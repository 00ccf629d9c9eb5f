use strum_macros::{AsRefStr, Display, EnumString, VariantNames};

/// Console-like output methods a sink can be asked to perform.
///
/// A level whose name matches one of these (e.g. `log`, `warn`) uses it as the
/// initial output method; any other level falls back to [`ConsoleMethod::DEFAULT`].
#[derive(AsRefStr, Display, EnumString, VariantNames, Debug, Clone, Copy, Eq, Hash, PartialEq)]
#[strum(serialize_all = "lowercase")]
pub enum ConsoleMethod {
    Log,
    Info,
    Debug,
    Warn,
    Error,
    Trace,
}

impl ConsoleMethod {
    /// Method used when a level does not name a supported sink method.
    pub const DEFAULT: ConsoleMethod = ConsoleMethod::Debug;

    /// `log` level this method is forwarded at by [`crate::runtime::LogSink`].
    pub fn log_level(self) -> log::Level {
        match self {
            ConsoleMethod::Error => log::Level::Error,
            ConsoleMethod::Warn => log::Level::Warn,
            ConsoleMethod::Log | ConsoleMethod::Info => log::Level::Info,
            ConsoleMethod::Debug => log::Level::Debug,
            ConsoleMethod::Trace => log::Level::Trace,
        }
    }

    /// Whether output for this method goes to stderr rather than stdout.
    pub fn is_diagnostic(self) -> bool {
        matches!(self, ConsoleMethod::Warn | ConsoleMethod::Error)
    }
}

#[cfg(test)]
mod tests {
    use super::*;
    use std::str::FromStr;
    use strum::VariantNames;

    #[test]
    fn test_console_method_display() {
        assert_eq!(ConsoleMethod::Log.to_string(), "log");
        assert_eq!(ConsoleMethod::Warn.to_string(), "warn");
        assert_eq!(ConsoleMethod::Trace.as_ref(), "trace");
    }

    #[test]
    fn test_console_method_from_str() {
        assert_eq!(ConsoleMethod::from_str("debug").ok(), Some(ConsoleMethod::Debug));
        assert_eq!(ConsoleMethod::from_str("error").ok(), Some(ConsoleMethod::Error));
        assert!(ConsoleMethod::from_str("red").is_err());
        assert!(ConsoleMethod::from_str("Log").is_err());
    }

    #[test]
    fn test_console_method_variant_names() {
        assert_eq!(
            ConsoleMethod::VARIANTS,
            &["log", "info", "debug", "warn", "error", "trace"]
        );
    }

    #[test]
    fn test_default_method_is_debug() {
        assert_eq!(ConsoleMethod::DEFAULT, ConsoleMethod::Debug);
    }

    #[test]
    fn test_log_level_mapping() {
        assert_eq!(ConsoleMethod::Error.log_level(), log::Level::Error);
        assert_eq!(ConsoleMethod::Warn.log_level(), log::Level::Warn);
        assert_eq!(ConsoleMethod::Log.log_level(), log::Level::Info);
        assert_eq!(ConsoleMethod::Info.log_level(), log::Level::Info);
        assert_eq!(ConsoleMethod::Debug.log_level(), log::Level::Debug);
        assert_eq!(ConsoleMethod::Trace.log_level(), log::Level::Trace);
    }

    #[test]
    fn test_diagnostic_methods() {
        assert!(ConsoleMethod::Warn.is_diagnostic());
        assert!(ConsoleMethod::Error.is_diagnostic());
        assert!(!ConsoleMethod::Log.is_diagnostic());
    }
}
.....
YOUR OBJECTIVE
Would you restate the entries word for word, omitting none?

WRITTEN ANSWER
repository 00ccf629d9c9eb5f
use strum_macros::{AsRefStr, Display, EnumString, VariantNames};

/// Console-like output methods a sink can be asked to perform.
///
/// A level whose name matches one of these (e.g. `log`, `warn`) uses it as the
/// initial output method; any other level falls back to [`ConsoleMethod::DEFAULT`].
#[derive(AsRefStr, Display, EnumString, VariantNames, Debug, Clone, Copy, Eq, Hash, PartialEq)]
#[strum(serialize_all = "lowercase")]
pub enum ConsoleMethod {
    Log,
    Info,
    Debug,
    Warn,
    Error,
    Trace,
}

impl ConsoleMethod {
    /// Method used when a level does not name a supported sink method.
    pub const DEFAULT: ConsoleMethod = ConsoleMethod::Debug;

    /// `log` level this method is forwarded at by [`crate::runtime::LogSink`].
    pub fn log_level(self) -> log::Level {
        match self {
            ConsoleMethod::Error => log::Level::Error,
            ConsoleMethod::Warn => log::Level::Warn,
            ConsoleMethod::Log | ConsoleMethod::Info => log::Level::Info,
            ConsoleMethod::Debug => log::Level::Debug,
            ConsoleMethod::Trace => log::Level::Trace,
        }
    }

    /// Whether output for this method goes to stderr rather than stdout.
    pub fn is_diagnostic(self) -> bool {
        matches!(self, ConsoleMethod::Warn | ConsoleMethod::Error)
    }
}

#[cfg(test)]
mod tests {
    use super::*;
    use std::str::FromStr;
    use strum::VariantNames;

    #[test]
    fn test_console_method_display() {
        assert_eq!(ConsoleMethod::Log.to_string(), "log");
        assert_eq!(ConsoleMethod::Warn.to_string(), "warn");
        assert_eq!(ConsoleMethod::Trace.as_ref(), "trace");
    }

    #[test]
    fn test_console_method_from_str() {
        assert_eq!(ConsoleMethod::from_str("debug").ok(), Some(ConsoleMethod::Debug));
        assert_eq!(ConsoleMethod::from_str("error").ok(), Some(ConsoleMethod::Error));
        assert!(ConsoleMethod::from_str("red").is_err());
        assert!(ConsoleMethod::from_str("Log").is_err());
    }

    #[test]
    fn test_console_method_variant_names() {
        assert_eq!(
            ConsoleMethod::VARIANTS,
            &["log", "info", "debug", "warn", "error", "trace"]
        );
    }

    #[test]
    fn test_default_method_is_debug() {
        assert_eq!(ConsoleMethod::DEFAULT, ConsoleMethod::Debug);
    }

    #[test]
    fn test_log_level_mapping() {
        assert_eq!(ConsoleMethod::Error.log_level(), log::Level::Error);
        assert_eq!(ConsoleMethod::Warn.log_level(), log::Level::Warn);
        assert_eq!(ConsoleMethod::Log.log_level(), log::Level::Info);
        assert_eq!(ConsoleMethod::Info.log_level(), log::Level::Info);
        assert_eq!(ConsoleMethod::Debug.log_level(), log::Level::Debug);
        assert_eq!(ConsoleMethod::Trace.log_level(), log::Level::Trace);
    }

    #[test]
    fn test_diagnostic_methods() {
        assert!(ConsoleMethod::Warn.is_diagnostic());
        assert!(ConsoleMethod::Error.is_diagnostic());
        assert!(!ConsoleMethod::Log.is_diagnostic());
    }
}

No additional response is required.